Para las gentes que debieran aleccionarse con el patíbulo, si el patíbulo pudiera enseñar algo útil, para ellas es ésta una escena de corte teatral, malsana. Acuden, con fruición, á presenciar el suplicio, por completo ajenos al fin de la pena; para los que no necesitan de esta escuela, es sencillamente una dolorosa pesadilla.
En París, á las ejecuciones de la plaza de la Roquette, acudían de todos los extremos de la ciudad y se instalaban, desde temprano, para verlo todo. Había mujeres que pagaban alto un buen sitio.
Con los preparativos de la instalación de la guillotina que practicaba el verdugo con sus ayudantes, en la oscura plaza, á la lóbrega luz de dos faroles de mano—tarea que por sí sola tiene algo ya de siniestro, de fantástico, de macabro—se les azuzaba aún más la curiosidad.
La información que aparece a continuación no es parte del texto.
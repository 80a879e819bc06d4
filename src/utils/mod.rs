//! Utility functions and helpers

pub mod bytes;
pub mod datetime;

pub use bytes::ByteView;
pub use datetime::{normalize_modify_date, XmpDateTime};
//! Date/time normalization for `xmp:ModifyDate`
//!
//! XMP wants ISO 8601. Callers hand us anything from proper ISO strings to
//! EXIF-style `YYYY:MM:DD HH:MM:SS` stamps; a timestamp that cannot be parsed
//! is replaced with the current UTC time rather than rejecting the write.

use chrono::{NaiveDate, NaiveDateTime, Utc};

/// EXIF `DateTime` layout, the fallback parse
const EXIF_DATETIME_FORMAT: &str = "%Y:%m:%d %H:%M:%S";

/// ISO 8601 layout written for normalized timestamps
const ISO_DATETIME_FORMAT: &str = "%Y-%m-%dT%H:%M:%S";

/// Calendar date with optional time and timezone
#[derive(Debug, Clone, PartialEq, Eq)]
pub struct XmpDateTime {
    /// Year
    pub year: i32,
    /// Month (1-12)
    pub month: u8,
    /// Day (1-31)
    pub day: u8,
    /// Hour (0-23)
    pub hour: u8,
    /// Minute (0-59)
    pub minute: u8,
    /// Second (0-59)
    pub second: u8,
    /// Nanoseconds (0-999999999)
    pub nanosecond: u32,
    /// Whether time components were present
    pub has_time: bool,
    /// Timezone offset in minutes east of UTC; `Some(0)` is written as `Z`
    pub tz_offset_minutes: Option<i16>,
}

/// Cursor over the ASCII bytes of a timestamp
struct Cursor<'a> {
    bytes: &'a [u8],
    pos: usize,
}

impl<'a> Cursor<'a> {
    fn peek(&self) -> Option<u8> {
        self.bytes.get(self.pos).copied()
    }

    fn eat(&mut self, expected: u8) -> Option<()> {
        (self.peek()? == expected).then(|| self.pos += 1)
    }

    /// Exactly `width` ASCII digits
    fn digits(&mut self, width: usize) -> Option<u32> {
        let chunk = self.bytes.get(self.pos..self.pos + width)?;
        if !chunk.iter().all(u8::is_ascii_digit) {
            return None;
        }
        self.pos += width;
        Some(chunk.iter().fold(0, |acc, d| acc * 10 + u32::from(d - b'0')))
    }

    fn at_end(&self) -> bool {
        self.pos >= self.bytes.len()
    }
}

impl XmpDateTime {
    /// Parse an ISO 8601 calendar date or date-time
    ///
    /// Accepted forms:
    /// - `YYYY-MM-DD`
    /// - `YYYY-MM-DDThh:mm` and `YYYY-MM-DDThh:mm:ss[.fff]`
    /// - either followed by `Z` or `+hh:mm` / `-hh:mm`
    ///
    /// A space is accepted in place of `T`. Returns `None` for anything else,
    /// including out-of-range components.
    ///
    /// # Example
    ///
    /// ```rust
    /// use imgmeta::utils::datetime::XmpDateTime;
    ///
    /// let dt = XmpDateTime::parse("2023-12-25T10:30:00Z").unwrap();
    /// assert_eq!((dt.year, dt.month, dt.day), (2023, 12, 25));
    /// assert_eq!(dt.tz_offset_minutes, Some(0));
    /// ```
    pub fn parse(s: &str) -> Option<Self> {
        let mut cur = Cursor {
            bytes: s.as_bytes(),
            pos: 0,
        };

        let year = cur.digits(4)? as i32;
        cur.eat(b'-')?;
        let month = cur.digits(2)? as u8;
        cur.eat(b'-')?;
        let day = cur.digits(2)? as u8;

        let mut dt = XmpDateTime {
            year,
            month,
            day,
            hour: 0,
            minute: 0,
            second: 0,
            nanosecond: 0,
            has_time: false,
            tz_offset_minutes: None,
        };

        if !cur.at_end() {
            if cur.eat(b'T').is_none() {
                cur.eat(b' ')?;
            }
            dt.has_time = true;
            dt.hour = cur.digits(2)? as u8;
            cur.eat(b':')?;
            dt.minute = cur.digits(2)? as u8;

            if cur.eat(b':').is_some() {
                dt.second = cur.digits(2)? as u8;
                if cur.eat(b'.').is_some() {
                    dt.nanosecond = Self::parse_fraction(&mut cur)?;
                }
            }

            match cur.peek() {
                None => {}
                Some(b'Z') => {
                    cur.pos += 1;
                    dt.tz_offset_minutes = Some(0);
                }
                Some(sign @ (b'+' | b'-')) => {
                    cur.pos += 1;
                    let hours = cur.digits(2)? as i16;
                    cur.eat(b':')?;
                    let minutes = cur.digits(2)? as i16;
                    if hours > 23 || minutes > 59 {
                        return None;
                    }
                    let offset = hours * 60 + minutes;
                    dt.tz_offset_minutes = Some(if sign == b'-' { -offset } else { offset });
                }
                Some(_) => return None,
            }
        }

        if !cur.at_end() || !dt.is_valid() {
            return None;
        }
        Some(dt)
    }

    /// Fractional seconds, normalized to nanoseconds
    fn parse_fraction(cur: &mut Cursor<'_>) -> Option<u32> {
        let start = cur.pos;
        while cur.peek().is_some_and(|b| b.is_ascii_digit()) {
            cur.pos += 1;
        }
        let digits = &cur.bytes[start..cur.pos];
        if digits.is_empty() {
            return None;
        }
        // Keep nanosecond precision, drop anything finer
        let mut nanos = 0u32;
        for i in 0..9 {
            let digit = digits.get(i).map_or(0, |d| u32::from(d - b'0'));
            nanos = nanos * 10 + digit;
        }
        Some(nanos)
    }

    fn is_valid(&self) -> bool {
        NaiveDate::from_ymd_opt(self.year, u32::from(self.month), u32::from(self.day)).is_some()
            && self.hour <= 23
            && self.minute <= 59
            && self.second <= 59
    }

    /// Format as `YYYY-MM-DDThh:mm:ss[.fff][Z|±hh:mm]`
    ///
    /// A date without time is written at midnight.
    pub fn format(&self) -> String {
        let mut result = format!(
            "{:04}-{:02}-{:02}T{:02}:{:02}:{:02}",
            self.year, self.month, self.day, self.hour, self.minute, self.second
        );

        if self.nanosecond != 0 {
            let fraction = format!("{:09}", self.nanosecond);
            result.push('.');
            result.push_str(fraction.trim_end_matches('0'));
        }

        match self.tz_offset_minutes {
            None => {}
            Some(0) => result.push('Z'),
            Some(offset) => {
                let sign = if offset < 0 { '-' } else { '+' };
                let offset = offset.unsigned_abs();
                result.push_str(&format!("{}{:02}:{:02}", sign, offset / 60, offset % 60));
            }
        }

        result
    }
}

/// Normalize a caller-supplied timestamp to ISO 8601
///
/// Tries ISO 8601 first, then the EXIF `YYYY:MM:DD HH:MM:SS` layout, and
/// finally falls back to the current UTC time.
pub fn normalize_modify_date(input: &str) -> String {
    if let Some(dt) = XmpDateTime::parse(input) {
        return dt.format();
    }
    if let Ok(dt) = NaiveDateTime::parse_from_str(input, EXIF_DATETIME_FORMAT) {
        return dt.format(ISO_DATETIME_FORMAT).to_string();
    }
    log::debug!("unparsable datetime {input:?}, stamping current UTC time");
    now_utc()
}

/// Current UTC time, second precision, `Z` suffix
pub fn now_utc() -> String {
    Utc::now().format("%Y-%m-%dT%H:%M:%SZ").to_string()
}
Una vez armado el aparato, sobre las cinco piedras fijas, que le servían de cimiento—lo que dió margen al calembour de la place á cinq-pierres—se quedaban á la espera, comiendo, bebiendo y chanceando, hasta que al rayar el alba, se les daba el cuasi-neroniano placer de presenciar la sangrienta tortura.
Y no nos referimos á la fecha en que la multitud se impacientaba por un retardo ó se amotinaba por la suspensión del espectáculo; ni á las repugnantes escenas en que luchaba el verdugo con el reo y á golpes y puntapiés lo ultimaba, que también entonces, y más entonces que ahora, se reputaba necesaria y provechosa esa pena, según la opinión de los juristas. No nos referimos tampoco á la época en que se aproximaban á pedir sangre del ajusticiado, para beberla como remedio maravilloso y cuando los verdugos vendían la grasa de los ajusticiados.
Mucho más recientes son los bochornos presenciados en pleno París. Cuando la ejecución de Troppman, en la que á pesar del mal tiempo se juntaron más de 30,000 almas para presenciar el guillotinamiento, hubieron incidentes deplorables. Algunos circunstantes enjugaron en sus pañuelos la sangre que había salpicado el cadalso. Un curioso cayó desde un árbol y quedó muerto; hubo muchos heridos y contusos, y lo que es peor aun, dada la sobrexcitación del espíritu público, se generaron muchos casos de locura y de manías, como ocurrió en muchos otros casos análogos, según se ha comprobado.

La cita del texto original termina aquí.